Durante seis anos foi missionário de uma agência missionária chamada “Youth With a Mission”, trabalhando em favelas no Brasil e em Cuba. É pastor da Igreja de Deus, denominação pentecostal tradicional criada em 1886 no interior do EUA. É também policial rodoviário federal há 15 anos. E diretor parlamentar do sindicato dos policiais rodoviários federais de Santa Catarina.
Solidário Notícias – Na última eleição presidencial, a maioria dos evangélicos apoiou o candidato Jair Bolsonaro. Mais do que o apoio político, a bancada evangélica teve uma influência fundamental, a ponto de vetar nomes, fato ocorrido no Ministério da Educação, cujo indicado foi o ex- reitor de Pernambuco, Mozart Neves Ramos. O nome não emplacou porque foi vetado pela bancada evangélica, cujo poder cresce a cada eleição. Episódios desta natureza contribuem para desgastar ainda mais a imagem e a credibilidade dos evangélicos perante a opinião pública. Gostaria que o senhor fizesse uma análise a respeito.
Alexandre Gonçalves – Há um projeto de poder no meio evangélico (que eu denuncio desde meadosda década de 1990) fundamentado pelo mercantilismo da fé e por algumas doutrinas espúrias que pousaram em nosso país com força no início dos anos 70.
Em 1974 ocorreu um congresso internacional para a evangelização mundial
em Lausanne na Suíça. Esse congresso reuniu representantes das igrejas
evangélicas do mundo todo e, como resultado, produziu um documento
conhecido como Pacto de Lausanne. Nesse documento ficou firmado que a
igreja deveria ter uma evangelização holística, ou seja: vendo o homem
como um ser integral e não fragmentado. E que o evangelho deve também
atender, de igual forma, todas as necessidades do homem, sejam espirituais,
emocionais e também físicas. A Igreja, segundo esse documento, deveria se
envolver na luta contra a pobreza e a concentração de renda, sendo seus
ministros exemplos de uma vida simples e desapegada de bens materiais,
promovendo ações sociais em suas comunidades.

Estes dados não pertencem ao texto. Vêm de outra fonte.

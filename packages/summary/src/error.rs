//! Error types for the summary generator.
//!
//! Network trouble is not an error here: the API client degrades to "no
//! data" and logs instead. `SummaryError` covers the failures that should
//! stop a run, such as malformed API payloads or an unreadable config.

use thiserror::Error;

/// Main error type for the summary generator library.
#[derive(Debug, Error)]
pub enum SummaryError {
    /// Invalid GitHub username.
    #[error("Invalid GitHub username: '{0}'. Expected 1-39 alphanumeric characters or single hyphens")]
    InvalidUsername(String),

    /// HTTP client could not be constructed.
    #[error("HTTP client error: {0}")]
    Http(#[from] reqwest::Error),

    /// API response did not match the expected record shape.
    #[error("Malformed response from {endpoint}: {source}")]
    Json {
        endpoint: String,
        #[source]
        source: serde_json::Error,
    },

    /// Config file could not be read or parsed.
    #[error("Invalid config file {path}: {message}")]
    Config { path: String, message: String },

    /// Timestamp outside the range chrono can represent.
    #[error("Invalid timestamp: {0}")]
    InvalidTimestamp(String),

    /// IO error.
    #[error("IO error: {0}")]
    Io(#[from] std::io::Error),
}

/// Result type alias for summary operations.
pub type Result<T> = std::result::Result<T, SummaryError>;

Alguns pastores foram contrários a esse documento, afirmando que a igreja
estava se alinhando à esquerda, com ideias que extrapolavam seu limite de
ação. Que a preocupação da igreja deveria ser com a saúde espiritual das
pessoas, e com o bem estar de seus membros. Dentre os líderes evangélicos
que se opuseram, posso destacar dois: Peter Wagner e Keneth Hagin.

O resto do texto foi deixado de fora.